A comment on a discussion about the gold standard over at MarginalRevolution prompted me to investigate further, and read the original affidavit supplied in the application for the warrant to seize the coins.

From what I can tell, the raid does indeed appear to have been justified primarily on the grounds that NORFED was issuing coins and bills as currency, in competition with U.S. government issued currencies. If you’ve ever wondered why there’s no competition to fiat currency, this affidavit helps explains why.

Here’s my comment in full:

Bernard Yomtov, it’s _not_ obviously legal “…to barter medallions with Ron Paul’s face or any other design on them for some other goods or services…”.

According to the affidavit supplied in the application for the seizure warrant:

“I [FBI special agent Andrew F. Ramgnuolo] am presently investigating violations of Federal Laws, specifically violations of Title 18 United States Code, Section 486, Uttering coins of gold, silver or other metal, Title 18 United States Code, Section 489, making or possessing likeness of coins, Title 18 United United States Code, Section 1341, Mail Fraud, Title 18 United 18 United States Code, Sections 1343, Wire Fraud, Title 18 United States Code, Sections 1956 and 1957, Money Laundering, and Title 18 United States Code, Section 371, Conspiracy.”

From my reading of the affidavit, it appears that the Feds believe that Von NotHaus and associates committed the following crimes:

a. created coins and marketed them as a competing currency to the U.S. Dollar
b. created coins that looked too much like U.S. Mint issued currency
c. defrauded buyers of the coins by implying that the coins were worth their face value in U.S. dollars, when in fact the silver content of the coins was worth much less

The wire fraud, and mail fraud charges appear to result from the NORFED’s use of the mail and the internet to sell the coins.

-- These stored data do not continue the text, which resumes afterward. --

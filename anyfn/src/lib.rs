/*!
![license: MIT](https://img.shields.io/badge/license-MIT-blue)

> **anyfn (crate):** Callables of any signature behind one type, invoked through opaque argument
> locations, that still know the exact types they take and return.

An [`AnyFunction`] wraps a function pointer, a closure, or a boxed `dyn FnMut`, and erases
its signature. What survives erasure is a [`TypeDescriptor`] for every parameter and for the
return type, recording not only *which* type it is but *how* it is bound:

| Rust type | [`Category`] | `is_const` | Binding |
| :-------- | :----------- | :--------- | :------ |
| `T` | [`Value`](Category::Value) | no | cloned from the caller's storage |
| `&T` | [`LvalueRef`](Category::LvalueRef) | yes | borrows the caller's storage |
| `&mut T` | [`LvalueRef`](Category::LvalueRef) | no | borrows the caller's storage uniquely |
| [`MoveRef<T>`] | [`RvalueRef`](Category::RvalueRef) | no | may move out of the caller's storage |
| `()` | *void* | no | nothing |

A caller holding only an `AnyFunction` inspects [`parameter_types`](AnyFunction::parameter_types)
and [`return_type`](AnyFunction::return_type), builds a list of [`Arg`]s (one address per
parameter, usually with [`args!`]), and calls [`invoke`](AnyFunction::invoke). The produced value
comes back in an [`AnyResult`], which owns it if it is a value and merely points at it if it is a
reference, and which hands it out again through [`AnyResult::value`].

```
use anyfn::{args, AnyFunction, MoveRef, TypeDescriptor};

let drain = AnyFunction::new(|v: MoveRef<'_, Vec<u32>>| v.take().len());
assert_eq!(
    drain.parameter_types(),
    [TypeDescriptor::of::<MoveRef<'_, Vec<u32>>>()]
);

let mut items: Vec<u32> = vec![1, 2, 3];
let result = unsafe { drain.invoke(&args![&mut items]) }.unwrap();

assert_eq!(result.value::<usize>().unwrap(), 3);
assert!(items.is_empty());
```

## Checking

Every call through [`AnyFunction::invoke`] is checked before the callable runs: the argument count
must match, every location must point at its parameter's storage type, and parameters which write
to or move out of their argument need a writable location. A failed check is reported as an
[`InvokeError`] and nothing is touched. Extraction from an [`AnyResult`] is checked the same way,
failing with an [`ExtractError`]. The `*_unchecked` variants skip these checks in release builds
and assert them in debug builds.

What erasure cannot check is lifetimes, which is why `invoke` is `unsafe`: a callable must not
hold on to the references it is given, and a result referring to an argument must not be used
after that argument is gone.

## Value types

Which types may be passed and returned by value is opt-in: every value type must be `Clone`, and
is declared with [`by_value!`] or, with the default `derive` feature, `#[derive(Value)]`. The
primitives, `String`, and the standard containers are declared already. Reference parameters
(`&T`, `&mut T`, `MoveRef<T>`) work for any `'static` type.
*/

#![allow(clippy::type_complexity)]
#![warn(missing_docs)]
#![warn(missing_copy_implementations, missing_debug_implementations)]
#![warn(unused_qualifications, unused_results)]
#![warn(future_incompatible)]
#![warn(unused)]
// Documentation configuration
#![forbid(broken_intra_doc_links)]
#![cfg_attr(docsrs, feature(doc_cfg))]

#[macro_use]
extern crate derivative;

pub mod convention;
pub mod descriptor;
pub mod error;
pub mod result;

mod arg;
mod function;
mod value;

pub use arg::Arg;
pub use convention::{MoveRef, Parameter};
pub use descriptor::{Category, Describe, TypeDescriptor};
pub use error::{ExtractError, InvokeError};
pub use function::{AnyFunction, IntoAnyFunction, MAX_ARITY};
pub use result::{AnyResult, Extract, ExtractMut, ReturnValue};

#[doc(hidden)]
pub use value::__private;

/// Derive [`by_value!`] for a struct or enum: implements [`Describe`], [`Parameter`],
/// [`ReturnValue`], and [`Extract`], so the type can be passed to and returned from an
/// [`AnyFunction`] by value.
///
/// The type must be `Clone`. Every generic type parameter gets a `Clone + 'static` bound.
///
/// # Examples
///
/// ```
/// use anyfn::{args, AnyFunction, Value};
///
/// #[derive(Clone, Debug, PartialEq, Value)]
/// struct Point {
///     x: i32,
///     y: i32,
/// }
///
/// let flip = AnyFunction::new(|p: Point| Point { x: p.y, y: p.x });
/// let p = Point { x: 1, y: 2 };
/// let result = unsafe { flip.invoke(&args![&p]) }.unwrap();
///
/// assert_eq!(result.value::<Point>().unwrap(), Point { x: 2, y: 1 });
/// ```
#[cfg(feature = "derive")]
#[cfg_attr(docsrs, doc(cfg(feature = "derive")))]
pub use anyfn_macro::Value;

/// The prelude module for quickly getting started with anyfn.
///
/// This module is designed to be imported as `use anyfn::prelude::*;`.
pub mod prelude {
    #[doc(no_inline)]
    pub use crate::{args, by_value};
    #[doc(no_inline)]
    pub use crate::{AnyFunction, AnyResult, Arg, MoveRef, TypeDescriptor};
    #[doc(no_inline)]
    #[cfg(feature = "derive")]
    pub use anyfn_macro::Value;
}
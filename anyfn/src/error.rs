//! Why an invocation or an extraction was refused.

use thiserror::Error;

use crate::TypeDescriptor;

/// The reason an [`AnyFunction::invoke`](crate::AnyFunction::invoke) call was refused before the
/// callable ran.
#[derive(Debug, Clone, Copy, PartialEq, Eq, Hash, Error)]
pub enum InvokeError {
    /// The [`AnyFunction`](crate::AnyFunction) wraps no callable.
    #[error("cannot invoke an empty function")]
    Empty,
    /// The argument list has the wrong length.
    #[error("expected {expected} arguments, got {got}")]
    ArityMismatch {
        /// The number of parameters.
        expected: usize,
        /// The number of arguments supplied.
        got: usize,
    },
    /// An argument location does not point at the storage type of its parameter.
    #[error("argument {index} points at `{found}` but the parameter expects `{expected}`")]
    TypeMismatch {
        /// The position of the offending argument.
        index: usize,
        /// The parameter's descriptor.
        expected: TypeDescriptor,
        /// The storage type the argument points at.
        found: TypeDescriptor,
    },
    /// A read-only argument location was given to a parameter that writes or moves.
    #[error("argument {index} is read-only but the parameter `{expected}` needs write access")]
    ReadOnlyArgument {
        /// The position of the offending argument.
        index: usize,
        /// The parameter's descriptor.
        expected: TypeDescriptor,
    },
    /// The callable was invoked again while it was still running.
    #[error("the function is already running")]
    Reentrant,
}

/// An [`AnyResult`](crate::AnyResult) was asked for a type other than the one it holds.
#[derive(Debug, Clone, Copy, PartialEq, Eq, Hash, Error)]
#[error("result holds `{actual}`, not `{requested}`")]
pub struct ExtractError {
    /// The descriptor that was asked for.
    pub requested: TypeDescriptor,
    /// The descriptor of what the result actually holds.
    pub actual: TypeDescriptor,
}
//! Procedural macros for the `anyfn` crate. Use them through `anyfn` rather than directly.

extern crate proc_macro;

use {
    proc_macro::TokenStream,
    proc_macro2::{Span, TokenStream as TokenStream2},
    proc_macro_crate::FoundCrate,
    quote::{format_ident, quote},
    syn::{parse_macro_input, parse_quote, DeriveInput, GenericParam, LitInt},
};

/// Implement `IntoAnyFunction` for callables of every arity from zero up to and including the
/// given number. Only meaningful inside the `anyfn` crate itself.
#[proc_macro]
pub fn impl_signatures(input: TokenStream) -> TokenStream {
    let max_arity = parse_macro_input!(input as LitInt);
    let max_arity = match max_arity.base10_parse::<usize>() {
        Ok(n) => n,
        Err(error) => return error.to_compile_error().into(),
    };
    (0..=max_arity)
        .map(signature_impl)
        .collect::<TokenStream2>()
        .into()
}

fn signature_impl(arity: usize) -> TokenStream2 {
    let params = (0..arity)
        .map(|i| format_ident!("A{}", i))
        .collect::<Vec<_>>();
    let indices = 0..arity;
    let args = if arity == 0 {
        quote!(_args)
    } else {
        quote!(args)
    };
    let call = quote!((*func)(#(<#params as crate::Parameter>::fetch(&args[#indices])),*));
    let call = if arity == 0 {
        call
    } else {
        quote!(unsafe { #call })
    };

    quote! {
        #[allow(unused_qualifications)]
        impl<'a, Func, Ret, #(#params),*> crate::IntoAnyFunction<'a, fn(#(#params),*) -> Ret> for Func
        where
            Func: FnMut(#(#params),*) -> Ret + 'a,
            Ret: crate::ReturnValue<'a>,
            #(#params: crate::Parameter,)*
        {
            fn into_any_function(self) -> crate::AnyFunction<'a> {
                let func = ::core::cell::RefCell::new(self);
                crate::AnyFunction::from_parts(
                    move |#args: &[crate::Arg<'_>]| {
                        let mut func = func
                            .try_borrow_mut()
                            .map_err(|_| crate::InvokeError::Reentrant)?;
                        Ok(crate::ReturnValue::into_result(#call))
                    },
                    vec![#(<#params as crate::Describe>::descriptor()),*],
                    <Ret as crate::Describe>::descriptor(),
                )
            }
        }
    }
}

/// Declare a struct or enum as passed and returned by value. See `anyfn::Value`.
#[proc_macro_derive(Value)]
pub fn derive_value(input: TokenStream) -> TokenStream {
    let input = parse_macro_input!(input as DeriveInput);
    match value_impl(input) {
        Ok(tokens) => tokens.into(),
        Err(error) => error.to_compile_error().into(),
    }
}

fn value_impl(mut input: DeriveInput) -> syn::Result<TokenStream2> {
    let c = anyfn_crate();
    let name = &input.ident;

    for param in input.generics.params.iter_mut() {
        match param {
            GenericParam::Type(ty) => {
                ty.bounds.push(parse_quote!(::core::clone::Clone));
                ty.bounds.push(parse_quote!('static));
            }
            GenericParam::Lifetime(lifetime) => {
                return Err(syn::Error::new_spanned(
                    lifetime,
                    "value types must be 'static and cannot have lifetime parameters",
                ))
            }
            GenericParam::Const(_) => {}
        }
    }
    let (impl_generics, ty_generics, where_clause) = input.generics.split_for_impl();

    let mut with_lifetime = input.generics.clone();
    with_lifetime.params.insert(0, parse_quote!('__anyfn));
    let (lifetime_impl_generics, _, _) = with_lifetime.split_for_impl();

    Ok(quote! {
        unsafe impl #impl_generics #c::Describe for #name #ty_generics #where_clause {
            fn descriptor() -> #c::TypeDescriptor {
                #c::TypeDescriptor::value::<Self>()
            }
        }

        impl #impl_generics #c::Parameter for #name #ty_generics #where_clause {
            unsafe fn fetch(arg: &#c::Arg<'_>) -> Self {
                #c::__private::clone_arg::<Self>(arg)
            }
        }

        impl #lifetime_impl_generics #c::ReturnValue<'__anyfn> for #name #ty_generics #where_clause {
            fn into_result(self) -> #c::AnyResult<'__anyfn> {
                #c::AnyResult::owned(self)
            }
        }

        impl #lifetime_impl_generics #c::Extract<'__anyfn> for #name #ty_generics #where_clause {
            unsafe fn extract(result: &#c::AnyResult<'__anyfn>) -> Self {
                #c::__private::clone_result::<Self>(result)
            }
        }
    })
}

/// The path to the `anyfn` crate as seen from the crate being compiled.
fn anyfn_crate() -> TokenStream2 {
    match proc_macro_crate::crate_name("anyfn") {
        Ok(FoundCrate::Name(name)) => {
            let name = syn::Ident::new(&name, Span::call_site());
            quote!(::#name)
        }
        // `anyfn`'s own doc tests and integration tests see it as an ordinary dependency.
        Ok(FoundCrate::Itself) | Err(_) => quote!(anyfn),
    }
}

The money laundering charge results from the wire and mail fraud charges, since it’s illegal to “conduct..financial transactions which…involve the proceeds of specified unlawful activity.” I suspect these charges were necessary to justify seizing the coins under asset forfeiture laws.

The conspiracy charge appears to result from von NotHaus and associates continuing to sell the coins even after the U.S. Mint warned them that the Mint considered their practices to be illegal.

In my opinion, with respect to the first charge, the laws making it illegal to create a competing currency are clear violations of individual liberty. Whether or not the U.S. government itself issues currencies backed by gold, we should be able to create coins in competition with U.S. currency.

With respect to the second charge, I don’t think people should be able to pass off coins as if they were official, U.S. Mint issued coins. However, I don’t think von Not Haus did this. After all, the Feds are claiming that von Not Haus marketed the coins as an alternative to U.S. currency. If so, then it seems unlikely that buyers would believe them to be issued by the U.S. government.

The third charge is the only possibly legitimate one, in my opinion. The coin’s face value is much less than the spot price of silver at the time that the coin is issued, and the coins are periodically revalued as the price of silver changes. It’s possible that NORFED did not explain this adequately to many of the buyers.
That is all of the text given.